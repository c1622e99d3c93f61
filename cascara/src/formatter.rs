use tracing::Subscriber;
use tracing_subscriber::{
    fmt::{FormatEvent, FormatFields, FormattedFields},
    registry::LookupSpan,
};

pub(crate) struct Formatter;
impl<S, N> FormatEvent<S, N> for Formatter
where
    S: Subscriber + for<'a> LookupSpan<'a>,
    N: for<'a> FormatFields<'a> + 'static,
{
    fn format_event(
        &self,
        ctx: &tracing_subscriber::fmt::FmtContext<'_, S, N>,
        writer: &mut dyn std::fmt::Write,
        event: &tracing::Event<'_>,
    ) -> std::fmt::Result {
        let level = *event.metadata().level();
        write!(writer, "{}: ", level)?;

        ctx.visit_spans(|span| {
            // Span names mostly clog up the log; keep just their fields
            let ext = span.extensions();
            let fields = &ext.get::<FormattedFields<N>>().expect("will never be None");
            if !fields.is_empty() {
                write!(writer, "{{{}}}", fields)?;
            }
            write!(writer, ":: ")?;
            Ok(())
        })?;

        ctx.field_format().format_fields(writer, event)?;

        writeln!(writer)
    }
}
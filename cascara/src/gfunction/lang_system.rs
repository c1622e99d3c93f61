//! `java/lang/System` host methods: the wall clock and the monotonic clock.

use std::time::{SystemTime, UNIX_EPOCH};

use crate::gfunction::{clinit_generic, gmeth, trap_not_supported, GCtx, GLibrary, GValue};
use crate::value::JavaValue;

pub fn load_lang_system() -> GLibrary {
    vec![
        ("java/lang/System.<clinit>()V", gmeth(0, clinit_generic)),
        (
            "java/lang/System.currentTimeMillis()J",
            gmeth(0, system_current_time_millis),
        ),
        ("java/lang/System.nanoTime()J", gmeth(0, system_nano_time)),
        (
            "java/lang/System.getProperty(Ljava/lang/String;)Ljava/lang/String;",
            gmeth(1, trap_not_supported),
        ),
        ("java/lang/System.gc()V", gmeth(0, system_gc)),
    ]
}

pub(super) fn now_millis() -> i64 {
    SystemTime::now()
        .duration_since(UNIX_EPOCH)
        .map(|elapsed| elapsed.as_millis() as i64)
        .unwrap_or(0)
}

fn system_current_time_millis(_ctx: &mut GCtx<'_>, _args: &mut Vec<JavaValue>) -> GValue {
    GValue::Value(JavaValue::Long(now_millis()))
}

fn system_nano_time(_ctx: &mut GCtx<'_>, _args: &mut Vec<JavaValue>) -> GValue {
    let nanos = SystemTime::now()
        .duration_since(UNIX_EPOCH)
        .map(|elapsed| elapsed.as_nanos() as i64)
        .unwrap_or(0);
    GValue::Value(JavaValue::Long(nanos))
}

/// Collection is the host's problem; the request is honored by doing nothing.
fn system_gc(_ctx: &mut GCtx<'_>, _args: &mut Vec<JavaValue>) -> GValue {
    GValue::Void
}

==

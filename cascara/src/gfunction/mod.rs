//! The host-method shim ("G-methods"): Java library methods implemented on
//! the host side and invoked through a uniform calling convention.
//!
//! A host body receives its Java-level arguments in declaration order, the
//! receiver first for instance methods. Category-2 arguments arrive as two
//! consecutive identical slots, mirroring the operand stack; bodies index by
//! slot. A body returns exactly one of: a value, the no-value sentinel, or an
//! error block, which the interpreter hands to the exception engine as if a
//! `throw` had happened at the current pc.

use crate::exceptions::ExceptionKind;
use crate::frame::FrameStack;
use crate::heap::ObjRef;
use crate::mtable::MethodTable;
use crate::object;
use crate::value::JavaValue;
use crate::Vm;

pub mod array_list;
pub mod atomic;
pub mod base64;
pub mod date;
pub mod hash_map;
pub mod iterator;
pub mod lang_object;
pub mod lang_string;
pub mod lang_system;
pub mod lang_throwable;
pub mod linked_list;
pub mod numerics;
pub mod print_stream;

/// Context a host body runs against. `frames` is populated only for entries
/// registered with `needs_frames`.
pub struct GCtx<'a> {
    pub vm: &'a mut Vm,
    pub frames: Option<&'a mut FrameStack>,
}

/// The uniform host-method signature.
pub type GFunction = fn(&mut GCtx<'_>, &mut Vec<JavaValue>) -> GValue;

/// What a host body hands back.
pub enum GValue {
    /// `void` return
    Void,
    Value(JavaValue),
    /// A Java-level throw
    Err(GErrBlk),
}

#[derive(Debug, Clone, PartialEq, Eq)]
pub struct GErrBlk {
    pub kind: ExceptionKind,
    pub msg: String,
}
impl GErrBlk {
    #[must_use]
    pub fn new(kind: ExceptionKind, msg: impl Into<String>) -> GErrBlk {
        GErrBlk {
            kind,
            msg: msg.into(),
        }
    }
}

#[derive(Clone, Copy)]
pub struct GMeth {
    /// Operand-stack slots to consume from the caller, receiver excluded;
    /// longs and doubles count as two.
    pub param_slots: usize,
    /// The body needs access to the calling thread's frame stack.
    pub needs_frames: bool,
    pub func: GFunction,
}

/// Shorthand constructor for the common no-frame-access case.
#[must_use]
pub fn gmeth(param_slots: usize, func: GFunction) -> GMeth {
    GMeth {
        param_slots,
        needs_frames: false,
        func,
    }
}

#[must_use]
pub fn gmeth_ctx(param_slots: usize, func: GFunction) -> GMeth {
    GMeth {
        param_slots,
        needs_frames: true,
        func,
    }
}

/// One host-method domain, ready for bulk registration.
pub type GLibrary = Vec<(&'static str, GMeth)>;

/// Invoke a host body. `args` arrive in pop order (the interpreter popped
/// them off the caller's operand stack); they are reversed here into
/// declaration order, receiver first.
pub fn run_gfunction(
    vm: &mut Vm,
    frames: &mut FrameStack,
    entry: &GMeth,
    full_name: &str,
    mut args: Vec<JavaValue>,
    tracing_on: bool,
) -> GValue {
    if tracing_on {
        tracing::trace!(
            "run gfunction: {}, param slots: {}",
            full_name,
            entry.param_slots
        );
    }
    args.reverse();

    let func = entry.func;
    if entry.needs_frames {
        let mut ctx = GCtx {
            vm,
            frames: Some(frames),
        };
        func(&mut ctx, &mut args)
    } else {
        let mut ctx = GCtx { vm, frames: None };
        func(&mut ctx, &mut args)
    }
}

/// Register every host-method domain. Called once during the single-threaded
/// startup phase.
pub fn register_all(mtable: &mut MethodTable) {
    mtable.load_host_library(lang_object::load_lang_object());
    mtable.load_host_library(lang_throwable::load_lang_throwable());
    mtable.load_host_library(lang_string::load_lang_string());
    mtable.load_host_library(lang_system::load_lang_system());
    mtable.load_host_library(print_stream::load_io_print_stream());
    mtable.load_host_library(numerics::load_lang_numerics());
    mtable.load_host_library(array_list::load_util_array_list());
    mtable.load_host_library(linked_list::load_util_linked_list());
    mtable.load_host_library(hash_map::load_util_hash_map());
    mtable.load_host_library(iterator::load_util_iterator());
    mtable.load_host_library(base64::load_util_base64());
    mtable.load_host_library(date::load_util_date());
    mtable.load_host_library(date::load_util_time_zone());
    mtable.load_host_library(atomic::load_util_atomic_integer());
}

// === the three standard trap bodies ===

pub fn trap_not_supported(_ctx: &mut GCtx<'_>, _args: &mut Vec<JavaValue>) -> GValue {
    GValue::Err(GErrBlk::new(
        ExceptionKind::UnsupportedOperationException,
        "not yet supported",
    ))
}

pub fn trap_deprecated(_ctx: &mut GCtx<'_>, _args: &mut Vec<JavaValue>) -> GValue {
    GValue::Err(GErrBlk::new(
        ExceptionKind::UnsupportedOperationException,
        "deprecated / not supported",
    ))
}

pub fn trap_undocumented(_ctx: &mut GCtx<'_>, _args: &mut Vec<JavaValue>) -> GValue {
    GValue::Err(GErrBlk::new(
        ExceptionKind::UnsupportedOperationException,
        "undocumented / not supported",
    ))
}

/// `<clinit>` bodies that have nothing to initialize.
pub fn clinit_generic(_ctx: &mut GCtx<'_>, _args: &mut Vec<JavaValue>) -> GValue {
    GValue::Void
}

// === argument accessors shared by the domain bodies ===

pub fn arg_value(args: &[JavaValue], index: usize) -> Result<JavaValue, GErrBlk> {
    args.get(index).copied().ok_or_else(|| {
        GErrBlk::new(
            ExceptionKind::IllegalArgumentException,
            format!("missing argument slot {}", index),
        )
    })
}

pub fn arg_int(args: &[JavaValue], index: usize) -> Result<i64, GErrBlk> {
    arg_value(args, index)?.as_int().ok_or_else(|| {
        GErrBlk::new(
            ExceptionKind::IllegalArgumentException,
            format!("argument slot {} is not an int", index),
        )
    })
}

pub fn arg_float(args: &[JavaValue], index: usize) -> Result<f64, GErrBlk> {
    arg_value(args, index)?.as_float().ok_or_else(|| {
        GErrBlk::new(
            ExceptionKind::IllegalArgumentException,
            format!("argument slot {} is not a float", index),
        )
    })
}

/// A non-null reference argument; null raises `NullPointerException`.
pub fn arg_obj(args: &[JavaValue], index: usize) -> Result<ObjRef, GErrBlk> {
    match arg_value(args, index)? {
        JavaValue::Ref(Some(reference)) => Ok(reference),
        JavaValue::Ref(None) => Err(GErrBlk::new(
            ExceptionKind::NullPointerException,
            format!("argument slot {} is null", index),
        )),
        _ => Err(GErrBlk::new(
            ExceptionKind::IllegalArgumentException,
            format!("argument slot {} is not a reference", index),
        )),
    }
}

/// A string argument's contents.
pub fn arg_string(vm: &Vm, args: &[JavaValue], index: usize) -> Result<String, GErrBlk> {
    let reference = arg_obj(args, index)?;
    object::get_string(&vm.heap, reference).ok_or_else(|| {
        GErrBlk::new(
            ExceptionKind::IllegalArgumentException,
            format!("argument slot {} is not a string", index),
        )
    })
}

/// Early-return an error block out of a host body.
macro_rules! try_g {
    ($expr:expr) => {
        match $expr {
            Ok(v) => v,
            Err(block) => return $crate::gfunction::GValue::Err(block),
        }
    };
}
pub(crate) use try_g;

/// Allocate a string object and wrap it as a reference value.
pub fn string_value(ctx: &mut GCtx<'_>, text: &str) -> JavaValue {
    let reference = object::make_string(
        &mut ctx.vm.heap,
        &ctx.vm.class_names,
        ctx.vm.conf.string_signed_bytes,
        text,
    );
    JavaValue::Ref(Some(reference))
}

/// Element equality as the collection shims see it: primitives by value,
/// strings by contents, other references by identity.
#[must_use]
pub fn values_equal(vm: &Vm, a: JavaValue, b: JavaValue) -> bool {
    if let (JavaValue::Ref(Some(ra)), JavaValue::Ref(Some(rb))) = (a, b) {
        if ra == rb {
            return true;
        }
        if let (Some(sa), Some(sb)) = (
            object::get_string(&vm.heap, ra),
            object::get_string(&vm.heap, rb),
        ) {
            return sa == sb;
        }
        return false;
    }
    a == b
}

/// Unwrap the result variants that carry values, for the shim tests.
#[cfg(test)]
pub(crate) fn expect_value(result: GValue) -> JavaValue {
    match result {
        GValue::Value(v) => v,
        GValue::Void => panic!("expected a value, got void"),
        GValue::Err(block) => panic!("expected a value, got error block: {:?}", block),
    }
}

...

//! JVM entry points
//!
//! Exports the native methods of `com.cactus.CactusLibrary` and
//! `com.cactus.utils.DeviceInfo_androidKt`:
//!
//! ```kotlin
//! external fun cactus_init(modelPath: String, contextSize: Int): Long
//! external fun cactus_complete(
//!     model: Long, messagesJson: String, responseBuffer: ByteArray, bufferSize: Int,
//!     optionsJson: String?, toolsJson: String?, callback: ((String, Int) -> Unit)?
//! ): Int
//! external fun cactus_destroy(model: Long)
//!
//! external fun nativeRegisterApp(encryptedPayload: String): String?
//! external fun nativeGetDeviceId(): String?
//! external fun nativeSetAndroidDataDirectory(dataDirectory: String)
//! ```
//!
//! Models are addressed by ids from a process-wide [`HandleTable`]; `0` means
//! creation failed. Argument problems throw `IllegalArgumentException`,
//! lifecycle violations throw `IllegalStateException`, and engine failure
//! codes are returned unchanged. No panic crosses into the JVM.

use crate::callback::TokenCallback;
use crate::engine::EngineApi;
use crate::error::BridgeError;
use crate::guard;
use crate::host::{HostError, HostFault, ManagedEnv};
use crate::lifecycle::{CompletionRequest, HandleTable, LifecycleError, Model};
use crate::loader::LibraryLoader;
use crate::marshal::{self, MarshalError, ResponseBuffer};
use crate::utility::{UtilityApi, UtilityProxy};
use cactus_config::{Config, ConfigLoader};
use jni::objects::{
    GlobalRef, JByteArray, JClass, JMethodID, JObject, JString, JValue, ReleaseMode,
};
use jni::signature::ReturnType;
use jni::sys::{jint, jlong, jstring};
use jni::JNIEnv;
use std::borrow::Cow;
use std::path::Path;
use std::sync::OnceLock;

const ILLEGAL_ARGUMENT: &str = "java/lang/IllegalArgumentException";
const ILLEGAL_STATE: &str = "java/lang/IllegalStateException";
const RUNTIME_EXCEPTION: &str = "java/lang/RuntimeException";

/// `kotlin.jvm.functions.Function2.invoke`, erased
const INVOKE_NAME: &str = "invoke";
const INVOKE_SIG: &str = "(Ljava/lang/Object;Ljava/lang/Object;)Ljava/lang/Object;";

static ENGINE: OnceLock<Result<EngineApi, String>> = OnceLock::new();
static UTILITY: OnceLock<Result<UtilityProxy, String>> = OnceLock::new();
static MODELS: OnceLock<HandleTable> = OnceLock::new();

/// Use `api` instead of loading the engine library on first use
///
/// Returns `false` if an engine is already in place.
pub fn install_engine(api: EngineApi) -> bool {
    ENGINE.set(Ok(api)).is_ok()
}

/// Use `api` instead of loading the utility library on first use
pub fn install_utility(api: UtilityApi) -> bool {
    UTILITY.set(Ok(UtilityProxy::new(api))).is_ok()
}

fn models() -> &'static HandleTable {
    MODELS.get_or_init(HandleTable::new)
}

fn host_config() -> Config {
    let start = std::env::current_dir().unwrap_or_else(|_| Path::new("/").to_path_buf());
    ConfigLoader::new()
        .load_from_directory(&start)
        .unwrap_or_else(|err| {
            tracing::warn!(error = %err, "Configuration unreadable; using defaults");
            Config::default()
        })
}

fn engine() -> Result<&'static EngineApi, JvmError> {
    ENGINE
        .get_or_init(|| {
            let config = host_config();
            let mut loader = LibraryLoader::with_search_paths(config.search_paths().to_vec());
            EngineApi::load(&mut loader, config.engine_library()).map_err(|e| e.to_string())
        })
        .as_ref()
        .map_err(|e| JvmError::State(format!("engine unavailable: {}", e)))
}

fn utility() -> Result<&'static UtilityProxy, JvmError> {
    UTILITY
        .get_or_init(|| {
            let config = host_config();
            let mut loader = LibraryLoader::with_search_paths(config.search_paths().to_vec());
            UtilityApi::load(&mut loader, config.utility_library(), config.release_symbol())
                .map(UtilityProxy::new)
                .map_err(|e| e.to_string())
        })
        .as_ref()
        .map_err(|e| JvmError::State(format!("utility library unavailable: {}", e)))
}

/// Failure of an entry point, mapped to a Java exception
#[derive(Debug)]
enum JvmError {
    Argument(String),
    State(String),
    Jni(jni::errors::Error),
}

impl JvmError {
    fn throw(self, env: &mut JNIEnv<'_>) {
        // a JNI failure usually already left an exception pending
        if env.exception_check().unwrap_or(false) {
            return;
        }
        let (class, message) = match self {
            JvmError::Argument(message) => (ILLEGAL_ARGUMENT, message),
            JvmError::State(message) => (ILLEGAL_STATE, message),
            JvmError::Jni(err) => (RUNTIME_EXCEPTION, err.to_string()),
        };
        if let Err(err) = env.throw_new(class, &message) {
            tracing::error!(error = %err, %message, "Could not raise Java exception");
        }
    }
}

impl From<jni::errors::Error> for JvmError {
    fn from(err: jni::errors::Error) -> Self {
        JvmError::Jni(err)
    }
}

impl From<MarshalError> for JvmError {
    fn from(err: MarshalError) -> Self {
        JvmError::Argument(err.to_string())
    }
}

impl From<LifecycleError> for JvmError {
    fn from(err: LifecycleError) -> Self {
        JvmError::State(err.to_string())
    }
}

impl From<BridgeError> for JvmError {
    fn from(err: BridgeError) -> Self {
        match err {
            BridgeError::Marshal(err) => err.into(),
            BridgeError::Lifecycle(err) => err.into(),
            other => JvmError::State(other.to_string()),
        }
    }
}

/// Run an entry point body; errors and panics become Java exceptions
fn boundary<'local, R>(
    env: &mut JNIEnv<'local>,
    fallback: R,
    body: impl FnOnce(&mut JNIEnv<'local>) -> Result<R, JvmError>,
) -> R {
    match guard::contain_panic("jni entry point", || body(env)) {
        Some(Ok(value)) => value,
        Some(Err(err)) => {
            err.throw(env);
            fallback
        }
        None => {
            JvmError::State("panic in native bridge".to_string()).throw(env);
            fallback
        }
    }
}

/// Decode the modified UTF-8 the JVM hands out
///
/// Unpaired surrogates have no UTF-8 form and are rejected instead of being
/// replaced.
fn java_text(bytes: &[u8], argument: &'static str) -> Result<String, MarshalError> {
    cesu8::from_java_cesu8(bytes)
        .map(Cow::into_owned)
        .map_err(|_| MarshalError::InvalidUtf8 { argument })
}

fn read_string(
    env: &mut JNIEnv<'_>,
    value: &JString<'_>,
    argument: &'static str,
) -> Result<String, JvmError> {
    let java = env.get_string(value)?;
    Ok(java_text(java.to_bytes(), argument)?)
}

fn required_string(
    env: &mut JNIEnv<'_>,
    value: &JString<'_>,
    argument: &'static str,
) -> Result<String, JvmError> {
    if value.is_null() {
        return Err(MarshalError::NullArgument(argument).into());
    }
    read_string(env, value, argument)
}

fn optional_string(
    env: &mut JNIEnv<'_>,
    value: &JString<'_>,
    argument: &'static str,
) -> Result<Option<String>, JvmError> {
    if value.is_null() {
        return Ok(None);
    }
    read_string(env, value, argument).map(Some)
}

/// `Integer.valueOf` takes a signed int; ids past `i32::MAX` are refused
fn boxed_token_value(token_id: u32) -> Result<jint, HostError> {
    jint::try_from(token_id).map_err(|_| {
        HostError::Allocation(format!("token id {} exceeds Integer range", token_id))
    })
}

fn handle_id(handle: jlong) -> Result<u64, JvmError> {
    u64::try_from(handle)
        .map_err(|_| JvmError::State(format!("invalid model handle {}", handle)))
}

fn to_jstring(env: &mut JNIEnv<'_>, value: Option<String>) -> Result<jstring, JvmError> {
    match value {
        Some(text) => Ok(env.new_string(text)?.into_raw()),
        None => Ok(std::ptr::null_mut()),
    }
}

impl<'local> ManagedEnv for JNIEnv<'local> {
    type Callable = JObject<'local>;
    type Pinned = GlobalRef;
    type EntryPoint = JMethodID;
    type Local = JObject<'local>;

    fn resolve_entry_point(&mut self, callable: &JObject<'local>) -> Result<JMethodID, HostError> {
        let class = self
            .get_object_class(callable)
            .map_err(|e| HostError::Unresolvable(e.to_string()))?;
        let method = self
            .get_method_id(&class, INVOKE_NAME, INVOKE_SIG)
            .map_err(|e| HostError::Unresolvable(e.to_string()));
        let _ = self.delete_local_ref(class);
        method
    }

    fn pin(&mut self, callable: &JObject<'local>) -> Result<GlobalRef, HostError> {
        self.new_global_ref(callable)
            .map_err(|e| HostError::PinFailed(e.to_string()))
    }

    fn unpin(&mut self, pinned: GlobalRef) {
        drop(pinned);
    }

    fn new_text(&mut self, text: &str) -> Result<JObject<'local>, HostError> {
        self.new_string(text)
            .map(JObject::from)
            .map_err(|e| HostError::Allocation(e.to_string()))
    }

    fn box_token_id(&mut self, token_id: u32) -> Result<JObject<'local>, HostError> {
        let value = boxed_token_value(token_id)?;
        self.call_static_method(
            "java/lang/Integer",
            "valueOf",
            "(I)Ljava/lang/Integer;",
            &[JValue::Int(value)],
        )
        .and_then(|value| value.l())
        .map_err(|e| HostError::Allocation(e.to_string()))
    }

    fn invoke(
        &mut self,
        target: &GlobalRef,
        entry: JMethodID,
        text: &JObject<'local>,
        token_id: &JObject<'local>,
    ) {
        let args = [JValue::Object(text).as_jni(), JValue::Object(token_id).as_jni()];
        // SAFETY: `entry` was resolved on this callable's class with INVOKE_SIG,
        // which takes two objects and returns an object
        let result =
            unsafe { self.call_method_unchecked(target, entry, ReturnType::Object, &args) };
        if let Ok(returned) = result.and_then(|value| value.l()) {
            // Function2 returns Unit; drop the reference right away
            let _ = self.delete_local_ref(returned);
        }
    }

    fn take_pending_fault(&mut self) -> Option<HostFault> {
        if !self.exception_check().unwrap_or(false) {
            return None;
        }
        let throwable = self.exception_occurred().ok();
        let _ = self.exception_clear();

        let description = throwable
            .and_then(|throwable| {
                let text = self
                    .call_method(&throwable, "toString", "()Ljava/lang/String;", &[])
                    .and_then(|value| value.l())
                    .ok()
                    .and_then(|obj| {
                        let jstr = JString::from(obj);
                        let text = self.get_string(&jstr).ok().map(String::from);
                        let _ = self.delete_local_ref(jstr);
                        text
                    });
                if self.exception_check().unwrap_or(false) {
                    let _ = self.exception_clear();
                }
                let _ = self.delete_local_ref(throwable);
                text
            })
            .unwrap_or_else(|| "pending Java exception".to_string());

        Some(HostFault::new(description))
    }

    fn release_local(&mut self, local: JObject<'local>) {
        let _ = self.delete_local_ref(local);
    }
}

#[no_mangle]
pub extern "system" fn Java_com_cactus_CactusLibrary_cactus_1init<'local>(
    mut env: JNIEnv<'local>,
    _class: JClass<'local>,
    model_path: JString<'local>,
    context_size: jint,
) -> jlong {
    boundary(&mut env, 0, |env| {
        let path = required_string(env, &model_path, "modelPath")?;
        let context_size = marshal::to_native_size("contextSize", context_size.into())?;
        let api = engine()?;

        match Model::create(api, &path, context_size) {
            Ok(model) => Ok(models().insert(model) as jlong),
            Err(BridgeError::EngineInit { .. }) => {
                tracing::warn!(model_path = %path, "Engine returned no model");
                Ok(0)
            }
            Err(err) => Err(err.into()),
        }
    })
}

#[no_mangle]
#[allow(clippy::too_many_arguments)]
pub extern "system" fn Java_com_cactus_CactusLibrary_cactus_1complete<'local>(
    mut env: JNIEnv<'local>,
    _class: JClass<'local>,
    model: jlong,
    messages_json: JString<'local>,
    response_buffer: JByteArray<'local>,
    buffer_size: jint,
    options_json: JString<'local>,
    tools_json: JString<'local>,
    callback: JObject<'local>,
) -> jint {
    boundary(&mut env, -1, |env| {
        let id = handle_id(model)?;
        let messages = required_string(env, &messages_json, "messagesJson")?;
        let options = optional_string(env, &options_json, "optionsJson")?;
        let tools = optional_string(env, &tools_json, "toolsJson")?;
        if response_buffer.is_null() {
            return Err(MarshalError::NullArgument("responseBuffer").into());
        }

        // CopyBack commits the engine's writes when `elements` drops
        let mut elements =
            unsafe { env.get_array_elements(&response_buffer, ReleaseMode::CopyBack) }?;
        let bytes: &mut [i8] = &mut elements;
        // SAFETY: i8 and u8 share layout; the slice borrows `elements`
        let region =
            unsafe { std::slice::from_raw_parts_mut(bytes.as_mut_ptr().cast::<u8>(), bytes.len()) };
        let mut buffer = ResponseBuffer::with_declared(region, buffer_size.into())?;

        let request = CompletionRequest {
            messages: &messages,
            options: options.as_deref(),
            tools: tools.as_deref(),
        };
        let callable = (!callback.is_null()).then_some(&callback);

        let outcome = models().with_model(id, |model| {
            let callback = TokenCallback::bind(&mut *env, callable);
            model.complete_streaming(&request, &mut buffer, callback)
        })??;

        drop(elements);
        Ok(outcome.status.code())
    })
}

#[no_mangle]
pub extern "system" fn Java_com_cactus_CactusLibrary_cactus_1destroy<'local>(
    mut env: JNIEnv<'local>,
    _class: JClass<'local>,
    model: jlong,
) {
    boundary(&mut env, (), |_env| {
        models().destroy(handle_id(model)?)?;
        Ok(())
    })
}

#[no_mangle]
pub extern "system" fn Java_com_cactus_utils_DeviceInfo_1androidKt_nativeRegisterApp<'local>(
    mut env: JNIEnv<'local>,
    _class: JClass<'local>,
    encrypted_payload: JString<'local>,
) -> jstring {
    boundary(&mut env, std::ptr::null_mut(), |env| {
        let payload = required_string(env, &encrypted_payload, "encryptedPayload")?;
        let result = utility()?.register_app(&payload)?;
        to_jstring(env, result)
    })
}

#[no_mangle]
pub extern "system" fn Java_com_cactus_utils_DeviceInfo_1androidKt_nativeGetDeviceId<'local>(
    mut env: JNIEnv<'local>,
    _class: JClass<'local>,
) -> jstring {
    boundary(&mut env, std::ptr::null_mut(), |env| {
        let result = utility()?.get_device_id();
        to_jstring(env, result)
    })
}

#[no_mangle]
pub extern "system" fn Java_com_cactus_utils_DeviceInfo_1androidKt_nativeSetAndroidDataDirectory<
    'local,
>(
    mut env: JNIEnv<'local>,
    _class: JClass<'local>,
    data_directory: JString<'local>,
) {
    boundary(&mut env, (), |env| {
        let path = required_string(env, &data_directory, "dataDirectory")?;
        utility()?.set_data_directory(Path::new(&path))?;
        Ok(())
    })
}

- Task to carry out -
Taking the line with "reversed here into" as the first and the line with "mtable.load_host_library(date::load_util_date());" as the last, retype that stretch of the data above exactly, with no other lines.

- Task answer -
/// them off the caller's operand stack); they are reversed here into
/// declaration order, receiver first.
pub fn run_gfunction(
    vm: &mut Vm,
    frames: &mut FrameStack,
    entry: &GMeth,
    full_name: &str,
    mut args: Vec<JavaValue>,
    tracing_on: bool,
) -> GValue {
    if tracing_on {
        tracing::trace!(
            "run gfunction: {}, param slots: {}",
            full_name,
            entry.param_slots
        );
    }
    args.reverse();

    let func = entry.func;
    if entry.needs_frames {
        let mut ctx = GCtx {
            vm,
            frames: Some(frames),
        };
        func(&mut ctx, &mut args)
    } else {
        let mut ctx = GCtx { vm, frames: None };
        func(&mut ctx, &mut args)
    }
}

/// Register every host-method domain. Called once during the single-threaded
/// startup phase.
pub fn register_all(mtable: &mut MethodTable) {
    mtable.load_host_library(lang_object::load_lang_object());
    mtable.load_host_library(lang_throwable::load_lang_throwable());
    mtable.load_host_library(lang_string::load_lang_string());
    mtable.load_host_library(lang_system::load_lang_system());
    mtable.load_host_library(print_stream::load_io_print_stream());
    mtable.load_host_library(numerics::load_lang_numerics());
    mtable.load_host_library(array_list::load_util_array_list());
    mtable.load_host_library(linked_list::load_util_linked_list());
    mtable.load_host_library(hash_map::load_util_hash_map());
    mtable.load_host_library(iterator::load_util_iterator());
    mtable.load_host_library(base64::load_util_base64());
    mtable.load_host_library(date::load_util_date());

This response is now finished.